• Exercise prompt:
In the entries that follow, the first line to write out is the one containing "was already set.", and the last is the one containing "pub fn expiration(mut". Reproduce that stretch exactly, with nothing before or after it.
╭─ Dataset
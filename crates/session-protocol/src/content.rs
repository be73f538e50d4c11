//! In-memory message model.
//!
//! The wire schema expresses "one of" as nine optional fields; here it
//! is the [`Payload`] sum type, so a [`Content`] can never hold two
//! payloads at once. Required wire fields become plain (non-`Option`)
//! fields and wire enums become Rust enums. Conversion to and from
//! [`crate::proto`] lives in [`crate::codec`].

use session_types::{Result, SessionError, Timestamp};

use crate::proto;

// ---------------------------------------------------------------------------
// Wire enums
// ---------------------------------------------------------------------------

macro_rules! wire_enum {
    (
        $(#[$meta:meta])*
        $name:ident ($field:literal) {
            $($(#[$vmeta:meta])* $variant:ident = $value:literal),+ $(,)?
        }
    ) => {
        $(#[$meta])*
        #[derive(Clone, Copy, Debug, Eq, PartialEq, Hash)]
        pub enum $name {
            $($(#[$vmeta])* $variant = $value),+
        }

        impl $name {
            /// Qualified schema field name, used in decode errors.
            pub const FIELD: &'static str = $field;

            /// Maps a raw wire value to a variant.
            ///
            /// # Errors
            ///
            /// [`SessionError::UnknownEnumValue`] for values outside the
            /// declared range.
            pub fn from_wire(value: i32) -> Result<Self> {
                match value {
                    $($value => Ok(Self::$variant),)+
                    other => Err(SessionError::UnknownEnumValue {
                        field: $field,
                        value: other,
                    }),
                }
            }

            /// The raw wire value.
            pub fn to_wire(self) -> i32 {
                self as i32
            }
        }
    };
}

wire_enum! {
    /// How the envelope content is addressed.
    EnvelopeType ("Envelope.type") {
        SessionMessage = 6,
        ClosedGroupMessage = 7,
    }
}

wire_enum! {
    /// Disappearing-message mode.
    ExpirationType ("Content.expirationType") {
        Unknown = 0,
        DeleteAfterRead = 1,
        DeleteAfterSend = 2,
    }
}

wire_enum! {
    TypingAction ("TypingMessage.action") {
        Started = 0,
        Stopped = 1,
    }
}

wire_enum! {
    ReceiptType ("ReceiptMessage.type") {
        Delivery = 0,
        Read = 1,
    }
}

wire_enum! {
    DataExtractionType ("DataExtractionNotification.type") {
        Screenshot = 1,
        MediaSaved = 2,
    }
}

wire_enum! {
    SharedConfigKind ("SharedConfigMessage.kind") {
        UserProfile = 1,
        Contacts = 2,
        ConvoInfoVolatile = 3,
        UserGroups = 4,
    }
}

wire_enum! {
    /// WebRTC signalling step.
    CallType ("CallMessage.type") {
        PreOffer = 6,
        Offer = 1,
        Answer = 2,
        ProvisionalAnswer = 3,
        IceCandidates = 4,
        EndCall = 5,
    }
}

wire_enum! {
    ReactionAction ("Reaction.action") {
        React = 0,
        Remove = 1,
    }
}

wire_enum! {
    /// Legacy closed-group membership operation.
    ClosedGroupControlType ("ClosedGroupControlMessage.type") {
        New = 1,
        EncryptionKeyPair = 3,
        NameChange = 4,
        MembersAdded = 5,
        MembersRemoved = 6,
        MemberLeft = 7,
        EncryptionKeyPairRequest = 8,
    }
}

// ---------------------------------------------------------------------------
// Envelope
// ---------------------------------------------------------------------------

/// Outer wrapper around an (encrypted) [`Content`].
#[derive(Clone, Debug, Eq, PartialEq)]
pub struct Envelope {
    pub kind: EnvelopeType,
    /// Group public key for closed-group messages; `None` otherwise.
    pub source: Option<String>,
    pub timestamp: Timestamp,
    pub source_device: Option<u32>,
    /// Absent for heartbeat envelopes.
    pub content: Option<Vec<u8>>,
    pub server_timestamp: Option<u64>,
}

impl Envelope {
    /// A one-to-one envelope. Never carries a source.
    pub fn session_message(timestamp: Timestamp, content: Vec<u8>) -> Self {
        Self {
            kind: EnvelopeType::SessionMessage,
            source: None,
            timestamp,
            source_device: None,
            content: Some(content),
            server_timestamp: None,
        }
    }

    /// A closed-group envelope with the group key as source.
    pub fn closed_group_message(group: String, timestamp: Timestamp, content: Vec<u8>) -> Self {
        Self {
            kind: EnvelopeType::ClosedGroupMessage,
            source: Some(group),
            timestamp,
            source_device: None,
            content: Some(content),
            server_timestamp: None,
        }
    }

    /// `true` if the envelope carries no content.
    pub fn is_heartbeat(&self) -> bool {
        self.content.as_ref().map_or(true, |c| c.is_empty())
    }
}

// ---------------------------------------------------------------------------
// Payloads
// ---------------------------------------------------------------------------

#[derive(Clone, Debug, Eq, PartialEq)]
pub struct TypingMessage {
    pub timestamp: Timestamp,
    pub action: TypingAction,
}

#[derive(Clone, Debug, Eq, PartialEq)]
pub struct ReceiptMessage {
    pub kind: ReceiptType,
    pub timestamps: Vec<Timestamp>,
}

/// Request to delete a previously sent message.
#[derive(Clone, Debug, Eq, PartialEq)]
pub struct Unsend {
    /// Timestamp of the message to delete.
    pub timestamp: Timestamp,
    pub author: String,
}

#[derive(Clone, Debug, PartialEq)]
pub struct MessageRequestResponse {
    pub is_approved: bool,
    pub profile_key: Option<Vec<u8>>,
    pub profile: Option<proto::LokiProfile>,
}

#[derive(Clone, Debug, Eq, PartialEq)]
pub struct SharedConfigMessage {
    pub kind: SharedConfigKind,
    pub seqno: i64,
    pub data: Vec<u8>,
}

#[derive(Clone, Debug, Eq, PartialEq)]
pub struct DataExtractionNotification {
    pub kind: DataExtractionType,
    pub timestamp: Option<Timestamp>,
}

#[derive(Clone, Debug, Eq, PartialEq)]
pub struct CallMessage {
    pub kind: CallType,
    pub sdps: Vec<String>,
    pub sdp_m_line_indexes: Vec<u32>,
    pub sdp_mids: Vec<String>,
    pub uuid: String,
}

#[derive(Clone, Debug, Eq, PartialEq)]
pub struct Reaction {
    /// Timestamp of the message reacted to.
    pub id: u64,
    /// Session ID of that message's author.
    pub author: String,
    pub emoji: Option<String>,
    pub action: ReactionAction,
}

#[derive(Clone, Debug, PartialEq)]
pub struct ClosedGroupControl {
    pub kind: ClosedGroupControlType,
    pub public_key: Option<Vec<u8>>,
    pub name: Option<String>,
    pub encryption_key_pair: Option<proto::KeyPair>,
    pub members: Vec<Vec<u8>>,
    pub admins: Vec<Vec<u8>>,
    pub wrappers: Vec<proto::KeyPairWrapper>,
    pub expiration_timer: Option<u32>,
}

/// A visible message or one of its control variants.
#[derive(Clone, Debug, Default, PartialEq)]
pub struct DataMessage {
    pub body: Option<String>,
    pub attachments: Vec<proto::AttachmentPointer>,
    pub flags: Option<u32>,
    /// Legacy expiry, set only when no content-level expiration is used.
    pub expire_timer: Option<u32>,
    pub profile_key: Option<Vec<u8>>,
    pub timestamp: Option<Timestamp>,
    pub quote: Option<proto::Quote>,
    pub preview: Vec<proto::Preview>,
    pub reaction: Option<Reaction>,
    pub profile: Option<proto::LokiProfile>,
    pub open_group_invitation: Option<proto::OpenGroupInvitation>,
    pub closed_group_control: Option<ClosedGroupControl>,
    pub sync_target: Option<String>,
    pub blocks_community_message_requests: Option<bool>,
}

/// The single payload a [`Content`] carries.
#[derive(Clone, Debug, PartialEq)]
pub enum Payload {
    Data(DataMessage),
    Call(CallMessage),
    Receipt(ReceiptMessage),
    Typing(TypingMessage),
    Configuration(proto::ConfigurationMessage),
    DataExtraction(DataExtractionNotification),
    Unsend(Unsend),
    MessageRequestResponse(MessageRequestResponse),
    SharedConfig(SharedConfigMessage),
}

impl Payload {
    /// Schema field name of this variant inside `Content`.
    pub fn field_name(&self) -> &'static str {
        match self {
            Self::Data(_) => "dataMessage",
            Self::Call(_) => "callMessage",
            Self::Receipt(_) => "receiptMessage",
            Self::Typing(_) => "typingMessage",
            Self::Configuration(_) => "configurationMessage",
            Self::DataExtraction(_) => "dataExtractionNotification",
            Self::Unsend(_) => "unsendMessage",
            Self::MessageRequestResponse(_) => "messageRequestResponse",
            Self::SharedConfig(_) => "sharedConfigMessage",
        }
    }
}

// ---------------------------------------------------------------------------
// Content
// ---------------------------------------------------------------------------

/// Decrypted message body. `payload == None` is a valid empty content.
#[derive(Clone, Debug, Default, PartialEq)]
pub struct Content {
    pub payload: Option<Payload>,
    pub expiration_type: Option<ExpirationType>,
    /// Seconds.
    pub expiration_timer: Option<u32>,
}

impl Content {
    /// Starts building a content value.
    pub fn builder() -> ContentBuilder {
        ContentBuilder::default()
    }

    /// Content holding only `payload`.
    pub fn with_payload(payload: Payload) -> Self {
        Self {
            payload: Some(payload),
            ..Self::default()
        }
    }

    /// The data message, if that is the payload.
    pub fn data_message(&self) -> Option<&DataMessage> {
        match &self.payload {
            Some(Payload::Data(data)) => Some(data),
            _ => None,
        }
    }
}

/// Builder enforcing the single-payload rule at construction time.
#[derive(Debug, Default)]
pub struct ContentBuilder {
    content: Content,
}

impl ContentBuilder {
    /// Sets the payload.
    ///
    /// # Errors
    ///
    /// [`SessionError::MultiplePayloadsSet`] if a payload was already set.
    pub fn payload(mut self, payload: Payload) -> Result<Self> {
        if let Some(existing) = &self.content.payload {
            return Err(SessionError::MultiplePayloadsSet {
                first: existing.field_name(),
                second: payload.field_name(),
            });
        }
        self.content.payload = Some(payload);
        Ok(self)
    }

    /// Sets the content-level expiration fields.
    pub fn expiration(mut self, kind: ExpirationType, timer_secs: u32) -> Self {
        self.content.expiration_type = Some(kind);
        self.content.expiration_timer = Some(timer_secs);
        self
    }

    pub fn build(self) -> Content {
        self.content
    }
}

// ---------------------------------------------------------------------------
// Decoded
// ---------------------------------------------------------------------------

/// A decoded value plus the non-fatal problems found while decoding.
///
/// Warnings are [`SessionError::UnknownEnumValue`] for optional enum
/// fields that were dropped.
#[derive(Debug)]
pub struct Decoded<T> {
    pub value: T,
    pub warnings: Vec<SessionError>,
}

impl<T> Decoded<T> {
    /// A value decoded without warnings.
    pub fn clean(value: T) -> Self {
        Self {
            value,
            warnings: Vec::new(),
        }
    }

    /// Discards the warnings.
    pub fn into_value(self) -> T {
        self.value
    }
}

#[cfg(test)]
mod tests {
    use super::*;

    #[test]
    fn enum_ranges() {
        assert_eq!(EnvelopeType::from_wire(6).ok(), Some(EnvelopeType::SessionMessage));
        assert_eq!(CallType::from_wire(6).ok(), Some(CallType::PreOffer));
        assert!(matches!(
            EnvelopeType::from_wire(1),
            Err(SessionError::UnknownEnumValue { field: "Envelope.type", value: 1 })
        ));
        assert_eq!(ClosedGroupControlType::MemberLeft.to_wire(), 7);
        assert!(ClosedGroupControlType::from_wire(2).is_err());
    }

    #[test]
    fn builder_rejects_second_payload() {
        let typing = Payload::Typing(TypingMessage {
            timestamp: Timestamp::from_millis(1),
            action: TypingAction::Started,
        });
        let result = Content::builder()
            .payload(Payload::Data(DataMessage::default()))
            .and_then(|b| b.payload(typing));
        match result {
            Err(SessionError::MultiplePayloadsSet { first, second }) => {
                assert_eq!(first, "dataMessage");
                assert_eq!(second, "typingMessage");
            }
            other => panic!("expected MultiplePayloadsSet, got {other:?}"),
        }
    }

    #[test]
    fn builder_sets_expiration() -> std::result::Result<(), SessionError> {
        let content = Content::builder()
            .expiration(ExpirationType::DeleteAfterSend, 60)
            .payload(Payload::Data(DataMessage::default()))?
            .build();
        assert_eq!(content.expiration_type, Some(ExpirationType::DeleteAfterSend));
        assert_eq!(content.expiration_timer, Some(60));
        assert!(content.data_message().is_some());
        Ok(())
    }

    #[test]
    fn session_envelope_has_no_source() {
        let env = Envelope::session_message(Timestamp::from_millis(1), vec![1]);
        assert!(env.source.is_none());
        assert!(!env.is_heartbeat());
        let group = Envelope::closed_group_message("05ab".into(), Timestamp::from_millis(1), vec![]);
        assert_eq!(group.source.as_deref(), Some("05ab"));
        assert!(group.is_heartbeat());
    }
}
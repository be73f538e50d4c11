//! Wire protocol for the Session messaging network.
//!
//! Covers the envelope/content schema, the in-memory message model,
//! outgoing message composition and open-group request signing.
//!
//! # Modules
//!
//! - [`proto`]: field-numbered wire structs
//! - [`attachments`]: attachment pointer key/digest fill and check
//! - [`content`]: `Envelope`, `Content` and the `Payload` sum type
//! - [`codec`]: strict encode/decode between bytes and [`content`] types
//! - [`messages`]: outgoing message kinds sharing a `MessageMeta`
//! - [`padding`]: block padding applied before encryption
//! - [`sogs`]: open-group request headers and room message encoding
//! - [`dedup`]: bounded cache of already-dispatched messages
//! - [`ttl`]: storage TTL constants

pub mod attachments;
pub mod codec;
pub mod content;
pub mod dedup;
pub mod messages;
pub mod padding;
pub mod proto;
pub mod sogs;
pub mod ttl;

pub use codec::{decode_content, decode_envelope, encode_content, encode_envelope};
pub use content::{Content, Decoded, Envelope, EnvelopeType, Payload};
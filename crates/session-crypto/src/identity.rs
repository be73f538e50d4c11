//! Identity derivation and ownership.
//!
//! An [`Identity`] is expanded deterministically from a [`Seed`]:
//!
//! 1. The seed, zero-padded to 32 bytes, is the Ed25519 secret seed.
//! 2. The X25519 secret is `clamp(SHA-512(seed32)[..32])`, the same
//!    scalar Ed25519 signs with.
//! 3. The X25519 public key is the Montgomery form of the Ed25519
//!    public key, and the [`SessionId`] is `05 ‖ x25519_pub`.
//!
//! [`IdentityManager`] owns the current identity behind an
//! `RwLock<Option<Arc<Identity>>>`. Replacing it swaps the `Arc`, so
//! callers that already cloned the old one finish against a consistent
//! key.

use std::sync::{Arc, RwLock};

use curve25519_dalek::scalar::clamp_integer;
use ed25519_dalek::{Signer, SigningKey};
use session_types::{Result, SessionError, SessionId};
use zeroize::{Zeroize, Zeroizing};

use crate::hash::sha512;
use crate::mnemonic::{self, Mnemonic, Seed};
use crate::ready::CryptoReady;
use crate::signing::{Ed25519PublicKey, Signature};

// ---------------------------------------------------------------------------
// Identity
// ---------------------------------------------------------------------------

/// A user's long-term key material.
pub struct Identity {
    seed: Seed,
    signing_key: SigningKey,
    x25519_secret: x25519_dalek::StaticSecret,
    x25519_public: [u8; 32],
    session_id: SessionId,
}

// Identity does not implement Clone/Debug to prevent leakage.

impl Identity {
    /// Expands a seed into a full identity.
    ///
    /// # Errors
    ///
    /// [`SessionError::InvalidSeed`] if the derived Ed25519 key does not
    /// map to a Montgomery point.
    pub fn from_seed(_ready: &CryptoReady, seed: Seed) -> Result<Self> {
        let mut ed_seed = seed.to_ed25519_seed();
        let signing_key = SigningKey::from_bytes(&ed_seed);

        let mut expanded = sha512(&ed_seed);
        ed_seed.zeroize();
        let mut scalar_bytes = [0u8; 32];
        scalar_bytes.copy_from_slice(&expanded[..32]);
        expanded.zeroize();
        let x25519_secret = x25519_dalek::StaticSecret::from(clamp_integer(scalar_bytes));
        scalar_bytes.zeroize();

        let ed_public = Ed25519PublicKey::from_bytes(signing_key.verifying_key().to_bytes());
        let x25519_public = ed_public.to_x25519().map_err(|e| SessionError::InvalidSeed {
            reason: e.to_string(),
        })?;

        let derived = x25519_dalek::PublicKey::from(&x25519_secret);
        if derived.as_bytes() != &x25519_public {
            return Err(SessionError::InvalidSeed {
                reason: "x25519 key does not match ed25519 key".into(),
            });
        }

        Ok(Self {
            seed,
            signing_key,
            x25519_secret,
            x25519_public,
            session_id: SessionId::from_x25519(x25519_public),
        })
    }

    /// Decodes a mnemonic and expands it into an identity.
    pub fn from_mnemonic(ready: &CryptoReady, phrase: &str) -> Result<Self> {
        let seed = mnemonic::mnemonic_to_seed(phrase)?;
        Self::from_seed(ready, seed)
    }

    /// The account's Session ID.
    pub fn session_id(&self) -> SessionId {
        self.session_id
    }

    /// The Ed25519 public key.
    pub fn ed25519_public_key(&self) -> Ed25519PublicKey {
        Ed25519PublicKey::from_bytes(self.signing_key.verifying_key().to_bytes())
    }

    /// The X25519 public key (no prefix).
    pub fn x25519_public_key(&self) -> &[u8; 32] {
        &self.x25519_public
    }

    /// Re-encodes the seed as an English mnemonic.
    pub fn mnemonic(&self) -> Result<Mnemonic> {
        mnemonic::seed_to_mnemonic(&self.seed)
    }

    /// Signs `message` with the Ed25519 key.
    pub fn sign(&self, message: &[u8]) -> Signature {
        Signature::from_bytes(self.signing_key.sign(message).to_bytes())
    }

    /// `SHA-512(seed32)`: the clamped-scalar half and the nonce half
    /// used by blinded signing.
    pub(crate) fn expanded_secret(&self) -> Zeroizing<[u8; 64]> {
        let mut ed_seed = self.seed.to_ed25519_seed();
        let expanded = Zeroizing::new(sha512(&ed_seed));
        ed_seed.zeroize();
        expanded
    }

    /// Raw X25519 secret bytes for sealed-box opening.
    pub(crate) fn x25519_secret_bytes(&self) -> Zeroizing<[u8; 32]> {
        Zeroizing::new(self.x25519_secret.to_bytes())
    }
}

// ---------------------------------------------------------------------------
// IdentityManager
// ---------------------------------------------------------------------------

/// Holds the identity currently in use by one client.
pub struct IdentityManager {
    ready: CryptoReady,
    current: RwLock<Option<Arc<Identity>>>,
}

impl IdentityManager {
    /// Creates an empty manager. Requires a completed [`crate::ready::init`].
    pub fn new(ready: &CryptoReady) -> Self {
        Self {
            ready: *ready,
            current: RwLock::new(None),
        }
    }

    /// Replaces the current identity with one derived from `phrase`.
    ///
    /// On error the previous identity stays in place.
    pub fn set_mnemonic(&self, phrase: &str) -> Result<SessionId> {
        let identity = Identity::from_mnemonic(&self.ready, phrase)?;
        self.install(identity)
    }

    /// Replaces the current identity with one derived from `seed`.
    pub fn set_seed(&self, seed: Seed) -> Result<SessionId> {
        let identity = Identity::from_seed(&self.ready, seed)?;
        self.install(identity)
    }

    fn install(&self, identity: Identity) -> Result<SessionId> {
        let session_id = identity.session_id();
        let mut guard = self.current.write().map_err(|e| SessionError::CryptoError {
            reason: format!("identity lock poisoned: {e}"),
        })?;
        *guard = Some(Arc::new(identity));
        Ok(session_id)
    }

    /// Returns a handle to the current identity.
    ///
    /// # Errors
    ///
    /// [`SessionError::NotInitialized`] if no mnemonic or seed has been set.
    pub fn current(&self) -> Result<Arc<Identity>> {
        let guard = self.current.read().map_err(|e| SessionError::CryptoError {
            reason: format!("identity lock poisoned: {e}"),
        })?;
        guard.clone().ok_or_else(|| SessionError::NotInitialized {
            reason: "no identity set; call set_mnemonic first".into(),
        })
    }

    /// The current Session ID.
    pub fn session_id(&self) -> Result<SessionId> {
        Ok(self.current()?.session_id())
    }

    /// `true` once an identity has been installed.
    pub fn is_initialized(&self) -> bool {
        self.current().is_ok()
    }
}

// ---------------------------------------------------------------------------
// Tests
// ---------------------------------------------------------------------------

#[cfg(test)]
mod tests {
    use super::*;
    use crate::ready;

    const PUFFIN: &str =
        "puffin luxury annoyed rustled memoir faxed smidgen puddle kiwi nylon utopia zinger kiwi";

    #[test]
    fn puffin_session_id() -> std::result::Result<(), SessionError> {
        let ready = ready::init()?;
        let identity = Identity::from_mnemonic(&ready, PUFFIN)?;
        assert_eq!(
            identity.session_id().to_string(),
            "054830367d369d94605247999a375dbd0a0f65fdec5de1535612bcb6d4de452c69"
        );
        Ok(())
    }

    #[test]
    fn mnemonic_roundtrips_through_identity() -> std::result::Result<(), SessionError> {
        let ready = ready::init()?;
        let identity = Identity::from_mnemonic(&ready, PUFFIN)?;
        assert_eq!(identity.mnemonic()?.as_str(), PUFFIN);
        Ok(())
    }

    #[test]
    fn x25519_secret_matches_public() -> std::result::Result<(), SessionError> {
        let ready = ready::init()?;
        let identity = Identity::from_seed(&ready, Seed::from_bytes(&[9u8; 32])?)?;
        let secret = x25519_dalek::StaticSecret::from(*identity.x25519_secret_bytes());
        let public = x25519_dalek::PublicKey::from(&secret);
        assert_eq!(public.as_bytes(), identity.x25519_public_key());
        Ok(())
    }

    #[test]
    fn manager_starts_uninitialized() -> std::result::Result<(), SessionError> {
        let manager = IdentityManager::new(&ready::init()?);
        assert!(!manager.is_initialized());
        assert!(matches!(manager.current(), Err(SessionError::NotInitialized { .. })));
        Ok(())
    }

    #[test]
    fn manager_replaces_identity_atomically() -> std::result::Result<(), SessionError> {
        let manager = IdentityManager::new(&ready::init()?);
        manager.set_mnemonic(PUFFIN)?;
        let held = manager.current()?;

        let new_id = manager.set_seed(Seed::from_bytes(&[1u8; 16])?)?;
        assert_ne!(held.session_id(), new_id);
        assert_eq!(manager.session_id()?, new_id);
        // The old handle still signs with the old key.
        let sig = held.sign(b"in flight");
        crate::signing::verify(&held.ed25519_public_key(), b"in flight", &sig)?;
        Ok(())
    }

    #[test]
    fn failed_set_keeps_previous_identity() -> std::result::Result<(), SessionError> {
        let manager = IdentityManager::new(&ready::init()?);
        let id = manager.set_mnemonic(PUFFIN)?;
        assert!(manager.set_mnemonic("not a phrase").is_err());
        assert_eq!(manager.session_id()?, id);
        Ok(())
    }
}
╰─
• Solved problem:
    /// [`SessionError::MultiplePayloadsSet`] if a payload was already set.
    pub fn payload(mut self, payload: Payload) -> Result<Self> {
        if let Some(existing) = &self.content.payload {
            return Err(SessionError::MultiplePayloadsSet {
                first: existing.field_name(),
                second: payload.field_name(),
            });
        }
        self.content.payload = Some(payload);
        Ok(self)
    }

    /// Sets the content-level expiration fields.
    pub fn expiration(mut self, kind: ExpirationType, timer_secs: u32) -> Self {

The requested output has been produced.